The researchers designed a virtual reality experiment among a sample of 50 subjects. The participants were 25 patients with BDD and 25 individuals with no psychiatric diagnoses. While wearing a VR headset, each participant experienced 13 scenarios that contained ambiguous social cues. For example, in one scenario, a stranger does a double take at the participant and then apologizes.
Each subject was then offered two explanations for the scene — one was benign (e.g., “She thought we may have known each other”) and the other was appearance-related (e.g., “She apologized for staring at me because of how I look”). The subject rated how likely they would be to make each interpretation.
Compared to the control subjects, participants with BDD were much more likely to endorse an appearance-related explanation for the scenarios. The control group, on the other hand, selected more of the benign explanations for the scenes compared to the BDD group. When the researchers looked at within-group differences, they found that the BDD group was equally likely to interpret a scene with a threatening explanation as with a benign explanation. The control group was more likely to choose a benign explanation over a threatening one.
The subjects also completed two self-report measures that assessed their disposition toward threat biases. The overall responses followed a similar pattern as the responses to the VR scenes, with the BDD group choosing more negative interpretations of ambiguous scenarios compared to the control group. When faced with these same scenarios, the control group chose more benign interpretations. The researchers say this suggests that the VR paradigm was successful in eliciting the threat interpretation biases characteristic of BDD.
The authors note that with the dispositional assessments, the BDD group chose more threatening interpretations than benign ones. This was not the case in the VR scenarios, where the BDD group was equally likely to choose either interpretation.

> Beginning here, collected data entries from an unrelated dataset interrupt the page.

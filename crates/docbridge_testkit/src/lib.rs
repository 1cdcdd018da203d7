//! # docbridge testkit
//!
//! Test utilities for docbridge.
//!
//! This crate provides:
//! - Asset fixtures matching the canonical ten-record scenario
//! - An emulator harness wiring trust material, configuration and lifecycle
//! - Property-based test generators using proptest
//! - Concurrent write stress helpers
//!
//! ## Usage
//!
//! ```rust,ignore
//! use docbridge_testkit::prelude::*;
//!
//! #[test]
//! fn saves_and_queries() {
//!     let harness = TestEmulator::start();
//!     let client = harness.client();
//!     let result = client.writer().unwrap().write(asset_records(10), 4).unwrap();
//!     assert!(result.is_complete_success());
//! }
//! ```

#![deny(unsafe_code)]
#![warn(missing_docs)]

pub mod fixtures;
pub mod generators;
pub mod harness;
pub mod stress;

/// Prelude module for convenient imports
pub mod prelude {
    pub use crate::fixtures::*;
    pub use crate::generators::*;
    pub use crate::harness::*;
    pub use crate::stress::*;
}

pub use fixtures::*;
pub use generators::*;
pub use harness::*;
pub use stress::*;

The researchers propose that during real-life scenarios, people with BDD are open to more than one interpretation of a scene. “Perhaps there is a brief window of opportunity in which individuals with BDD have flexibility in their thinking that is not there when they are removed either hypothetically or temporally from a situation (in which case, they may be more likely to resolve ambiguity with negative/threat-related explanations),” Summers and her team suggest.

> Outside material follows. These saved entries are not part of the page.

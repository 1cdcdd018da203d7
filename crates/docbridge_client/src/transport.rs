//! Transport layer abstraction.

use crate::error::{ConnectionError, RequestError};
use crate::trust::TrustContext;
use docbridge_protocol::{Request, Response};
use parking_lot::Mutex;
use std::collections::VecDeque;
use std::sync::Arc;
use std::sync::atomic::{AtomicBool, AtomicU64, Ordering};
use std::time::Duration;

/// Moves requests to the store and classifies failures.
///
/// A transport hands out connection handles; the session owns the handle
/// and asks the transport whether it is still usable before every attempt.
pub trait Transport: Send + Sync {
    /// Connection state owned by the session.
    type Handle: Send + Sync;

    /// Establishes a connection, verifying the peer against `trust`.
    fn connect(
        &self,
        endpoint: &str,
        trust: &TrustContext,
        timeout: Duration,
    ) -> Result<Self::Handle, ConnectionError>;

    /// Performs one round trip, bounded by `timeout`.
    fn send(
        &self,
        handle: &Self::Handle,
        request: &Request,
        timeout: Duration,
    ) -> Result<Response, RequestError>;

    /// Releases the connection.
    fn close(&self, handle: &Self::Handle);

    /// Returns false once the connection can no longer carry requests.
    fn is_open(&self, handle: &Self::Handle) -> bool;
}

type Handler = Arc<dyn Fn(&Request) -> Result<Response, RequestError> + Send + Sync>;

/// Connection handle issued by [`MockTransport`].
#[derive(Debug)]
pub struct MockHandle {
    generation: u64,
    open: AtomicBool,
}

/// A scripted transport for testing.
///
/// Scripted results are consumed first, in order. After that, requests go
/// to the handler if one is set, and fail transiently otherwise.
#[derive(Default)]
pub struct MockTransport {
    connect_script: Mutex<VecDeque<Result<(), ConnectionError>>>,
    send_script: Mutex<VecDeque<Result<Response, RequestError>>>,
    handler: Mutex<Option<Handler>>,
    latency: Mutex<Duration>,
    generation: AtomicU64,
    connects: AtomicU64,
    closes: AtomicU64,
    sent: Mutex<Vec<Request>>,
}

impl MockTransport {
    /// Creates a transport that accepts every connection.
    pub fn new() -> Self {
        Self::default()
    }

    /// Creates a transport answering every request with `handler`.
    pub fn with_handler<F>(handler: F) -> Self
    where
        F: Fn(&Request) -> Result<Response, RequestError> + Send + Sync + 'static,
    {
        let transport = Self::new();
        transport.set_handler(handler);
        transport
    }

    /// Replaces the fallback handler.
    pub fn set_handler<F>(&self, handler: F)
    where
        F: Fn(&Request) -> Result<Response, RequestError> + Send + Sync + 'static,
    {
        *self.handler.lock() = Some(Arc::new(handler));
    }

    /// Queues the result of the next connection attempt.
    pub fn push_connect(&self, result: Result<(), ConnectionError>) {
        self.connect_script.lock().push_back(result);
    }

    /// Queues the result of the next request.
    pub fn push_send(&self, result: Result<Response, RequestError>) {
        self.send_script.lock().push_back(result);
    }

    /// Delays every request; a delay beyond the request timeout times out.
    pub fn set_latency(&self, latency: Duration) {
        *self.latency.lock() = latency;
    }

    /// Drops every open connection, as a reset would.
    pub fn reset_connections(&self) {
        self.generation.fetch_add(1, Ordering::SeqCst);
    }

    /// Number of successful connections.
    pub fn connects(&self) -> u64 {
        self.connects.load(Ordering::SeqCst)
    }

    /// Number of closed handles.
    pub fn closes(&self) -> u64 {
        self.closes.load(Ordering::SeqCst)
    }

    /// Requests seen so far, in arrival order.
    pub fn sent(&self) -> Vec<Request> {
        self.sent.lock().clone()
    }
}

impl Transport for MockTransport {
    type Handle = MockHandle;

    fn connect(
        &self,
        _endpoint: &str,
        _trust: &TrustContext,
        _timeout: Duration,
    ) -> Result<MockHandle, ConnectionError> {
        if let Some(result) = self.connect_script.lock().pop_front() {
            result?;
        }
        self.connects.fetch_add(1, Ordering::SeqCst);
        Ok(MockHandle {
            generation: self.generation.load(Ordering::SeqCst),
            open: AtomicBool::new(true),
        })
    }

    fn send(
        &self,
        handle: &MockHandle,
        request: &Request,
        timeout: Duration,
    ) -> Result<Response, RequestError> {
        if !self.is_open(handle) {
            return Err(RequestError::transient("connection reset"));
        }
        self.sent.lock().push(request.clone());

        let latency = *self.latency.lock();
        if latency > timeout {
            std::thread::sleep(timeout);
            return Err(RequestError::Timeout(timeout));
        }
        if !latency.is_zero() {
            std::thread::sleep(latency);
        }

        if let Some(result) = self.send_script.lock().pop_front() {
            return result;
        }
        // Handlers run outside the lock so concurrent sends overlap.
        let handler = self.handler.lock().clone();
        match handler {
            Some(handler) => handler(request),
            None => Err(RequestError::transient("no scripted response")),
        }
    }

    fn close(&self, handle: &MockHandle) {
        if handle.open.swap(false, Ordering::SeqCst) {
            self.closes.fetch_add(1, Ordering::SeqCst);
        }
    }

    fn is_open(&self, handle: &MockHandle) -> bool {
        handle.open.load(Ordering::SeqCst)
            && handle.generation == self.generation.load(Ordering::SeqCst)
    }
}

The study participants largely rated the VR situation as acceptable, engaging, and akin to scenarios they experience in real life. Summers and her colleagues conclude that their findings suggest that VR technology may provide a realistic setting for measuring moment to moment threat interpretation biases among people with BDD.
The study, “A Virtual Reality Study of Cognitive Biases in Body Dysmorphic Disorder”, was authored by Berta J. Summers, Anna C. Schwartzberg, and Sabine Wilhelm.